A recent report from the House Committee on Oversight and Accountability reveals that pharmacy-benefit managers (PBMs) are directing patients towards more expensive medications while restricting their pharmacy options. The report, which followed a lengthy 32-month investigation, will be addressed in an upcoming hearing involving key executives from the largest PBMs.
PBMs serve as intermediaries in prescription drug plans for health insurers, negotiating prices with pharmaceutical companies and determining patient out-of-pocket costs. The top three PBMs—Express Scripts, OptumRx from UnitedHealth Group, and CVS Health’s Caremark—currently manage around 80% of all prescriptions in the United States.
The committee’s findings indicate that PBMs have formulated lists of preferred medications that favor higher-priced brand-name drugs over more affordable alternatives. For instance, emails from Cigna employees highlighted discouragement against opting for cost-effective substitutes for Humira, a medication costing $90,000 annually, despite a biosimilar being available at half that price.

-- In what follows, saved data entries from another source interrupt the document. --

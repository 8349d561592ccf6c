// SPDX-License-Identifier: AGPL-3.0-or-later
// © 2025 Ryo ∴ SpiralArchitect (kishkavsesvit@icloud.com)
// Part of SpiralTorch — Licensed under AGPL-3.0-or-later.
// Unauthorized derivative works or closed redistribution prohibited under AGPL §13.

use std::collections::{HashMap, HashSet};

use ndarray::ArrayD;
use tracing::trace;

use super::GradFn;
use crate::error::{self, Result};
use crate::Tensor;

/// Runs reverse-mode accumulation from `root`, seeded with `seed`.
///
/// Gradients are retained on leaves that require them; intermediate outputs
/// only forward their gradient to the node that produced them.
pub fn run_backward(root: &Tensor, seed: ArrayD<f64>) -> Result<()> {
    let Some(root_fn) = root.grad_fn() else {
        if root.is_tracked() {
            root.accumulate_grad(&seed)?;
        }
        return Ok(());
    };

    let mut topo: Vec<GradFn> = Vec::new();
    let mut visited: HashSet<usize> = HashSet::new();
    collect(&root_fn, &mut topo, &mut visited);
    trace!(nodes = topo.len(), root = root_fn.name(), "running backward");

    let mut out_grads: HashMap<usize, Vec<Option<ArrayD<f64>>>> = HashMap::new();
    push_grad_to_node(root, seed, &mut out_grads)?;

    for gf in topo.into_iter().rev() {
        let num = gf.num_outputs();
        let grads_vec = out_grads.remove(&gf.key()).unwrap_or_else(|| vec![None; num]);
        if grads_vec.iter().all(Option::is_none) {
            continue;
        }
        let parents = gf.parents();
        let grads_in = gf.backward_multi(&grads_vec)?;
        if grads_in.len() != parents.len() {
            return Err(error::shape(format!(
                "{} returned {} gradients for {} parents",
                gf.name(),
                grads_in.len(),
                parents.len()
            )));
        }
        for (parent, maybe_grad) in parents.into_iter().zip(grads_in) {
            let Some(grad) = maybe_grad else { continue };
            if !parent.is_tracked() {
                continue;
            }
            if parent.is_leaf() {
                parent.accumulate_grad(&grad)?;
            } else {
                push_grad_to_node(&parent, grad, &mut out_grads)?;
            }
        }
    }
    Ok(())
}

fn collect(gf: &GradFn, topo: &mut Vec<GradFn>, visited: &mut HashSet<usize>) {
    if !visited.insert(gf.key()) {
        return;
    }
    for parent in gf.parents() {
        if let Some(parent_fn) = parent.grad_fn() {
            collect(&parent_fn, topo, visited);
        }
    }
    topo.push(gf.clone());
}

fn push_grad_to_node(
    t: &Tensor,
    grad: ArrayD<f64>,
    out: &mut HashMap<usize, Vec<Option<ArrayD<f64>>>>,
) -> Result<()> {
    let Some(gf) = t.grad_fn() else {
        return Ok(());
    };
    let num = gf.num_outputs();
    let idx = t.out_index();
    if idx >= num {
        return Err(error::shape(format!(
            "output index {idx} out of range for {} with {num} outputs",
            gf.name()
        )));
    }
    let entry = out.entry(gf.key()).or_insert_with(|| vec![None; num]);
    entry[idx] = Some(match entry[idx].take() {
        Some(prev) => prev + &grad,
        None => grad,
    });
    Ok(())
}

Additionally, the committee discovered that Express Scripts informed patients they would pay more for prescriptions at local pharmacies compared to ordering a three-month supply through its associated mail-order pharmacy, thereby limiting patient pharmacy choices.

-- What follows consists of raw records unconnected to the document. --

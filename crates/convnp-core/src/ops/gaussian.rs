// SPDX-License-Identifier: AGPL-3.0-or-later
// © 2025 Ryo ∴ SpiralArchitect (kishkavsesvit@icloud.com)
// Part of SpiralTorch — Licensed under AGPL-3.0-or-later.
// Unauthorized derivative works or closed redistribution prohibited under AGPL §13.

//! Gaussian log-densities and the diagonal Gaussian KL divergence.

use std::f64::consts::PI;

use ndarray::{Array2, Array3, ArrayD, Axis, IxDyn, Zip};

use super::linalg::{coerce_rank3, uncoerce_rank3};
use super::{
    add, add_scalar, apply_one, broadcast_shape, broadcast_view, div, log, scale, square, sub,
    unbroadcast, Operation,
};
use crate::backend::ExecContext;
use crate::error::{self, Result};
use crate::Tensor;

fn ln_2pi() -> f64 {
    (2.0 * PI).ln()
}

/// Element-wise `−½(log 2π + log σ² + (x − μ)²/σ²)` with broadcasting.
#[derive(Debug)]
struct GaussianLogpdf;

impl Operation for GaussianLogpdf {
    fn name(&self) -> &'static str {
        "gaussian_logpdf"
    }

    fn forward(&self, _ctx: &ExecContext, inputs: &[&ArrayD<f64>]) -> Result<Vec<ArrayD<f64>>> {
        let (x, mean, var) = (inputs[0], inputs[1], inputs[2]);
        let shape = broadcast_shape(&broadcast_shape(x.shape(), mean.shape())?, var.shape())?;
        let (x, mean, var) = (
            broadcast_view(x, &shape)?,
            broadcast_view(mean, &shape)?,
            broadcast_view(var, &shape)?,
        );
        let constant = ln_2pi();
        let log_var = var.mapv(f64::ln);
        let residual = Zip::from(&x).and(&mean).map_collect(|x, m| x - m);
        let quadratic = Zip::from(&residual).and(&var).map_collect(|r, v| r * r / v);
        let out = Zip::from(&log_var)
            .and(&quadratic)
            .map_collect(|lv, q| -0.5 * (constant + lv + q));
        Ok(vec![out])
    }

    fn backward(
        &self,
        _ctx: &ExecContext,
        inputs: &[ArrayD<f64>],
        _outputs: &[ArrayD<f64>],
        grads: &[ArrayD<f64>],
    ) -> Result<Vec<Option<ArrayD<f64>>>> {
        let g = &grads[0];
        let shape = g.shape().to_vec();
        let x = broadcast_view(&inputs[0], &shape)?;
        let mean = broadcast_view(&inputs[1], &shape)?;
        let var = broadcast_view(&inputs[2], &shape)?;
        let scaled = Zip::from(&x)
            .and(&mean)
            .and(&var)
            .map_collect(|x, m, v| (x - m) / v);
        let gx = Zip::from(g).and(&scaled).map_collect(|g, s| -g * s);
        let gmean = Zip::from(g).and(&scaled).map_collect(|g, s| g * s);
        let gvar = Zip::from(g)
            .and(&scaled)
            .and(&var)
            .map_collect(|g, s, v| -0.5 * g * (1.0 / v - s * s));
        Ok(vec![
            Some(unbroadcast(gx, inputs[0].shape())),
            Some(unbroadcast(gmean, inputs[1].shape())),
            Some(unbroadcast(gvar, inputs[2].shape())),
        ])
    }
}

/// Multivariate Gaussian log-density of column vectors.
///
/// `x` and `mean` are `(n, 1, batch…)`, the covariance is `(n, n, batch…)` and
/// the result has shape `(batch…)`. Only the upper triangle of the covariance
/// is read, so the reverse rule returns the symmetric gradient.
#[derive(Debug)]
struct MvGaussianLogpdf;

struct Factorised {
    upper: Array3<f64>,
    whitened: Array3<f64>,
}

impl MvGaussianLogpdf {
    fn check(x: &[usize], mean: &[usize], cov: &[usize]) -> Result<()> {
        if x != mean {
            return Err(error::shape(format!(
                "mv_gaussian_logpdf: x {x:?} and mean {mean:?} differ"
            )));
        }
        if x.len() < 2 || x[1] != 1 {
            return Err(error::shape(format!(
                "mv_gaussian_logpdf: expected (n, 1, batch…) vectors, got {x:?}"
            )));
        }
        if cov.len() != x.len() || cov[0] != x[0] || cov[1] != x[0] || cov[2..] != x[2..] {
            return Err(error::shape(format!(
                "mv_gaussian_logpdf: covariance {cov:?} does not match vectors {x:?}"
            )));
        }
        Ok(())
    }

    fn factorise(ctx: &ExecContext, x: &ArrayD<f64>, mean: &ArrayD<f64>, cov: &ArrayD<f64>) -> Result<Factorised> {
        Self::check(x.shape(), mean.shape(), cov.shape())?;
        let residual = coerce_rank3(&(x - mean))?;
        let upper = ctx.backend().cholesky_upper(coerce_rank3(cov)?.view())?;
        let whitened = ctx.backend().solve_upper(upper.view(), residual.view(), true)?;
        Ok(Factorised { upper, whitened })
    }
}

fn eye3(n: usize) -> Array3<f64> {
    Array2::<f64>::eye(n).insert_axis(Axis(2))
}

/// Multiplies every batch element of `a` by the matching scalar of `g`.
fn scale_batch(a: &Array3<f64>, g: &Array3<f64>) -> Result<Array3<f64>> {
    let g = g
        .broadcast(a.dim())
        .ok_or_else(|| error::shape("mv_gaussian_logpdf: gradient batch mismatch"))?;
    Ok(Zip::from(a).and(&g).map_collect(|a, g| a * g))
}

impl Operation for MvGaussianLogpdf {
    fn name(&self) -> &'static str {
        "mv_gaussian_logpdf"
    }

    fn forward(&self, ctx: &ExecContext, inputs: &[&ArrayD<f64>]) -> Result<Vec<ArrayD<f64>>> {
        let f = Self::factorise(ctx, inputs[0], inputs[1], inputs[2])?;
        let n = f.upper.len_of(Axis(0)) as f64;
        let eye = eye3(f.upper.len_of(Axis(0)));
        let eye = eye
            .broadcast(f.upper.dim())
            .ok_or_else(|| error::shape("mv_gaussian_logpdf: diagonal mask"))?;
        let diag = Zip::from(&f.upper).and(&eye).map_collect(|u, e| u * e).sum_axis(Axis(1));
        let log_det = diag.mapv(f64::ln).sum_axis(Axis(0)).mapv(|v| 2.0 * v);
        let quadratic = f.whitened.mapv(|z| z * z).sum_axis(Axis(1)).sum_axis(Axis(0));
        let constant = n * ln_2pi();
        let logpdf = Zip::from(&log_det)
            .and(&quadratic)
            .map_collect(|ld, q| -0.5 * (constant + ld + q));
        let batch_shape = &inputs[0].shape()[2..];
        let out = logpdf
            .into_shape(IxDyn(batch_shape))
            .map_err(|err| error::shape(format!("mv_gaussian_logpdf: {err}")))?;
        Ok(vec![out])
    }

    fn backward(
        &self,
        ctx: &ExecContext,
        inputs: &[ArrayD<f64>],
        _outputs: &[ArrayD<f64>],
        grads: &[ArrayD<f64>],
    ) -> Result<Vec<Option<ArrayD<f64>>>> {
        let f = Self::factorise(ctx, &inputs[0], &inputs[1], &inputs[2])?;
        let backend = ctx.backend();
        let n = f.upper.len_of(Axis(0));
        let batch = f.whitened.len_of(Axis(2));
        let g = grads[0]
            .as_standard_layout()
            .into_owned()
            .into_shape((1, 1, batch))
            .map_err(|err| error::shape(format!("mv_gaussian_logpdf backward: {err}")))?;

        let u = backend.solve_upper(f.upper.view(), f.whitened.view(), false)?;
        let uut = backend.batched_gemm(u.view(), u.view(), false, true)?;
        let lower_inv = backend.solve_upper(f.upper.view(), eye3(n).view(), true)?;
        let precision = backend.solve_upper(f.upper.view(), lower_inv.view(), false)?;
        let gcov = Zip::from(&uut).and(&precision).map_collect(|a, p| 0.5 * (a - p));

        let gmean = scale_batch(&u, &g)?;
        let gx = gmean.mapv(|v| -v);
        let gcov = scale_batch(&gcov, &g)?;
        Ok(vec![
            Some(uncoerce_rank3(gx, inputs[0].shape())?),
            Some(uncoerce_rank3(gmean, inputs[1].shape())?),
            Some(uncoerce_rank3(gcov, inputs[2].shape())?),
        ])
    }
}

/// Univariate Gaussian log-density, element-wise with broadcasting.
pub fn gaussian_logpdf(ctx: &ExecContext, x: &Tensor, mean: &Tensor, var: &Tensor) -> Result<Tensor> {
    apply_one(ctx, GaussianLogpdf, &[x, mean, var])
}

/// Multivariate Gaussian log-density of `(n, 1, batch…)` vectors under a
/// `(n, n, batch…)` covariance. Fails with
/// [`Error::NotPositiveDefinite`](crate::Error::NotPositiveDefinite) when the
/// factorisation breaks down.
pub fn mv_gaussian_logpdf(ctx: &ExecContext, x: &Tensor, mean: &Tensor, cov: &Tensor) -> Result<Tensor> {
    apply_one(ctx, MvGaussianLogpdf, &[x, mean, cov])
}

/// Element-wise `KL(p ‖ q)` between diagonal Gaussians given by means and
/// variances.
pub fn kl_divergence(
    ctx: &ExecContext,
    mean_p: &Tensor,
    var_p: &Tensor,
    mean_q: &Tensor,
    var_q: &Tensor,
) -> Result<Tensor> {
    let log_ratio = sub(ctx, &log(ctx, var_q)?, &log(ctx, var_p)?)?;
    let gap = square(ctx, &sub(ctx, mean_p, mean_q)?)?;
    let spread = div(ctx, &add(ctx, var_p, &gap)?, var_q)?;
    let total = add_scalar(ctx, &add(ctx, &log_ratio, &spread)?, -1.0)?;
    scale(ctx, &total, 0.5)
}

#[cfg(test)]
mod tests {
    use super::*;
    use approx::assert_abs_diff_eq;

    #[test]
    fn univariate_matches_closed_form() {
        let ctx = ExecContext::cpu();
        let x = Tensor::scalar(1.5);
        let mean = Tensor::scalar(0.5);
        let var = Tensor::scalar(4.0);
        let lp = gaussian_logpdf(&ctx, &x, &mean, &var).unwrap().item().unwrap();
        let expected = -0.5 * ((2.0 * PI).ln() + 4.0f64.ln() + 0.25);
        assert_abs_diff_eq!(lp, expected, epsilon = 1e-14);
    }

    #[test]
    fn multivariate_with_diagonal_covariance_sums_univariate_terms() {
        let ctx = ExecContext::cpu();
        let x = Tensor::from_shape_vec(&[2, 1, 1], vec![0.3, -1.2]).unwrap();
        let mean = Tensor::zeros(&[2, 1, 1]);
        let cov = Tensor::from_shape_vec(&[2, 2, 1], vec![2.0, 0.0, 0.0, 0.5]).unwrap();
        let mv = mv_gaussian_logpdf(&ctx, &x, &mean, &cov).unwrap();
        assert_eq!(mv.shape(), vec![1]);
        let var = Tensor::from_shape_vec(&[2, 1, 1], vec![2.0, 0.5]).unwrap();
        let uni = gaussian_logpdf(&ctx, &x, &mean, &var).unwrap().to_vec();
        assert_abs_diff_eq!(mv.item().unwrap(), uni.iter().sum::<f64>(), epsilon = 1e-12);
    }

    #[test]
    fn indefinite_covariance_is_reported() {
        let ctx = ExecContext::cpu();
        let x = Tensor::zeros(&[2, 1, 1]);
        let cov = Tensor::from_shape_vec(&[2, 2, 1], vec![1.0, 3.0, 3.0, 1.0]).unwrap();
        assert!(matches!(
            mv_gaussian_logpdf(&ctx, &x, &x, &cov),
            Err(crate::Error::NotPositiveDefinite { batch: 0 })
        ));
    }

    #[test]
    fn kl_of_identical_distributions_is_zero() {
        let ctx = ExecContext::cpu();
        let mean = Tensor::from_shape_vec(&[4], vec![-3.0, 0.0, 0.7, 12.5]).unwrap();
        let var = Tensor::from_shape_vec(&[4], vec![1e-6, 0.3, 1.0, 250.0]).unwrap();
        let kl = kl_divergence(&ctx, &mean, &var, &mean, &var).unwrap();
        assert!(kl.to_vec().iter().all(|&v| v == 0.0));
    }
}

The U.S. Federal Trade Commission (FTC) released a similar report earlier this month, noting that increased vertical integration has allowed the six leading PBMs to control nearly 95% of all prescriptions in the country. The FTC expressed concern about the significant power PBMs hold over Americans’ access to affordable prescription medications and highlighted potential conflicts of interest arising from PBMs favoring their affiliated businesses.
FTC Chair Lina M. Khan emphasized that these middlemen are contributing to increased costs for cancer medications, generating over $1 billion in additional revenue from patients.